Nach wenigen Sekunden kamen die beiden gemeinsam auf mich zu. „Der Detective, der dem Fall zugeteilt wird, befindet sich derzeit noch nicht im Dienst. Können Sie heute gegen Nachmittag auf das Revier auf der East Side, Ecke Cornwell kommen?" Erneut nickte ich und nahm die Visitenkarte entgegen, die er mir vor die Nase hielt. Dabei kannte ich die Adresse bereits, denn es war zufälligerweise das Revier, in dem meine beste Freundin in der Gerichtsmedizin arbeitete.
„Rufen Sie jemanden an, der Sie abholt. Ihr Auto können Sie heute Nachmittag abholen."
Mein Auto. Fast hatte ich vergessen, dass es noch immer in einer der Gassen stand, aber ich gab ihm recht. Ich könnte das Auto auch noch heute Nachmittag auf dem Weg zum Revier abholen. Das Einzige was ich gerade wollte, war eine heiße Dusche und anschließend in mein warmes Bett zu steigen. Allerdings gab es auch diesbezüglich noch ein weiteres Problem.
„Mein Akku ist noch immer leer", warf ich ein und hielt den Beamten somit vom Gehen ab. Wie sollte ich jemanden anrufen, wenn mein Telefon sich nicht mehr anschalten ließ?
„Kein Problem. Wir benachrichtigen die Person.
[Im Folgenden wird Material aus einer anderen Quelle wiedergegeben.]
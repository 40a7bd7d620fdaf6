// ABOUTME: Shared test utilities and setup functions for integration tests
// ABOUTME: Builds proxy routers pointed at mock or unreachable RAG backends
//
// SPDX-License-Identifier: MIT OR Apache-2.0
// Copyright (c) 2025 Pierre Fitness Intelligence
#![allow(
    dead_code,
    clippy::missing_panics_doc,
    clippy::must_use_candidate,
    clippy::unwrap_used,
    clippy::expect_used
)]
//! Shared test utilities for `rag_chatkit_proxy`

use axum::Router;
use rag_chatkit_proxy::{
    config::ServerConfig, constants::env_config, resources::ProxyResources, server,
};
use std::collections::HashMap;
use std::net::TcpListener;
use std::sync::Arc;
use std::time::Duration;
use tokio::net::{TcpSocket, TcpStream};

/// Build a server config from explicit key/value pairs instead of the process environment
pub fn config_with(pairs: &[(&str, &str)]) -> ServerConfig {
    let map: HashMap<String, String> = pairs
        .iter()
        .map(|(k, v)| ((*k).to_owned(), (*v).to_owned()))
        .collect();
    ServerConfig::from_lookup(|key| map.get(key).cloned()).expect("valid test config")
}

/// Build the full application router for a backend at `backend_url`
pub fn create_test_router(backend_url: &str) -> Router {
    create_test_router_for_env(backend_url, "development")
}

/// Build the full application router with an explicit deployment environment
pub fn create_test_router_for_env(backend_url: &str, environment: &str) -> Router {
    let config = config_with(&[
        (env_config::PYTHON_BACKEND_URL, backend_url),
        (env_config::ENVIRONMENT, environment),
    ]);
    let resources = Arc::new(ProxyResources::new(&config).expect("backend client"));
    server::build_router(&resources, &config)
}

/// Build the full application router from explicit configuration pairs
pub fn create_test_router_with(pairs: &[(&str, &str)]) -> Router {
    let config = config_with(pairs);
    let resources = Arc::new(ProxyResources::new(&config).expect("backend client"));
    server::build_router(&resources, &config)
}

/// Base URL of a local port that refuses connections
///
/// The port is bound and released immediately so nothing is listening on it.
pub fn unreachable_backend_url() -> String {
    let listener = TcpListener::bind("127.0.0.1:0").expect("bind ephemeral port");
    let port = listener.local_addr().expect("local addr").port();
    drop(listener);
    format!("http://127.0.0.1:{port}")
}

/// A listener whose accept queue is full, so new connections hang until timeout
pub struct SaturatedBackend {
    listener: tokio::net::TcpListener,
    _pending: Vec<TcpStream>,
}

impl SaturatedBackend {
    /// Base URL of the saturated listener
    pub fn url(&self) -> String {
        format!("http://{}", self.listener.local_addr().expect("local addr"))
    }
}

/// Bind a listener with a zero backlog and fill its accept queue without accepting
pub async fn saturated_backend() -> SaturatedBackend {
    let socket = TcpSocket::new_v4().expect("create socket");
    socket
        .bind("127.0.0.1:0".parse().expect("loopback addr"))
        .expect("bind loopback");
    let listener = socket.listen(0).expect("listen");
    let addr = listener.local_addr().expect("local addr");

    let mut pending = Vec::new();
    for _ in 0..8 {
        match tokio::time::timeout(Duration::from_millis(200), TcpStream::connect(addr)).await {
            Ok(Ok(stream)) => pending.push(stream),
            _ => break,
        }
    }

    SaturatedBackend {
        listener,
        _pending: pending,
    }
}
Können Sie mir die Nummer geben?" Schnell nannte ich ihm Haydens Nummer, die er in sein Diensthandy eintippte. Ein ungläubiger Ausdruck trat in sein Gesicht, doch unbeirrt rief er meine beste Freundin an.
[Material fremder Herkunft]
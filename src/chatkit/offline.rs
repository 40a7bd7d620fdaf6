// ABOUTME: Canned payloads substituted when the RAG backend cannot serve a request
// ABOUTME: Builds bootstrap, session-state, and simple-chat bodies shaped like live backend replies
//
// SPDX-License-Identifier: MIT OR Apache-2.0
// Copyright (c) 2025 Pierre Fitness Intelligence

//! Offline payload builders
//!
//! Each builder returns the same shape the backend would, so the UI renders
//! live and simulated data through one code path. Outputs are deterministic:
//! no timestamps and no generated ids.

use super::models::ChatResponse;
use crate::constants::fallback::{DEMO_MODE_RESPONSE, OFFLINE_AGENT, OFFLINE_THREAD_ID};
use serde_json::{json, Value};

/// Agent roster advertised while offline
fn offline_agents() -> Value {
    json!([
        {
            "name": OFFLINE_AGENT,
            "description": "Classifies user queries into project, policy, or strategic categories",
            "active": true,
            "handoffs": [],
        }
    ])
}

/// Bootstrap document for a new conversation
#[must_use]
pub fn build_offline_bootstrap_state() -> Value {
    json!({
        "thread_id": OFFLINE_THREAD_ID,
        "current_agent": OFFLINE_AGENT,
        "agents": offline_agents(),
        "events": [],
        "guardrails": [],
        "context": {},
    })
}

/// Session-state document for an existing conversation
#[must_use]
pub fn build_offline_state_response(thread_id: &str) -> Value {
    json!({
        "thread_id": thread_id,
        "current_agent": OFFLINE_AGENT,
        "agents": offline_agents(),
        "events": [],
        "guardrails": [],
        "context": {},
    })
}

/// Simple-chat reply explaining that the assistant is in demo mode
///
/// The user's message is accepted for signature parity with the live endpoint
/// but does not influence the reply.
#[must_use]
pub fn build_offline_simple_chat_response(_message: &str, thread_id: Option<&str>) -> ChatResponse {
    ChatResponse {
        response: DEMO_MODE_RESPONSE.to_owned(),
        retrieved: Vec::new(),
        thread_id: thread_id.map(str::to_owned),
    }
}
Zu meinem großen Glück schien Hayden ihr Handy nicht stummgeschaltet zu haben. Vielleicht war sie auch sogar schon wach. Als wir uns am College ein Zimmer geteilt hatten, war sie stets früh morgens aufgestanden, angeblich um Ruhe in den Gemeinschaftsduschen zu haben. Aber ich wusste es nach einiger Zeit besser: Sie mochte einfach die morgendliche Stille und den malerischen Sonnenaufgang, was ihr aus unerfindlichen Gründen unangenehm zu sein schien. Dabei konnte ich das gut nachvollziehen.
„Guten Morgen, Hayden. Tut mir leid, dass ich dich so früh stören muss. Aber kannst du Sophia Dubois von einem Tatort abholen?" Verlegen kratzte sich der Officer an seinem Dreitagebart und nannte ihr einige Augenblicke später die genaue Adresse. Dann legte er wieder auf, steckte sein Handy ein und sah mich an.
„Sie ist auf dem Weg." – „Danke, Officer."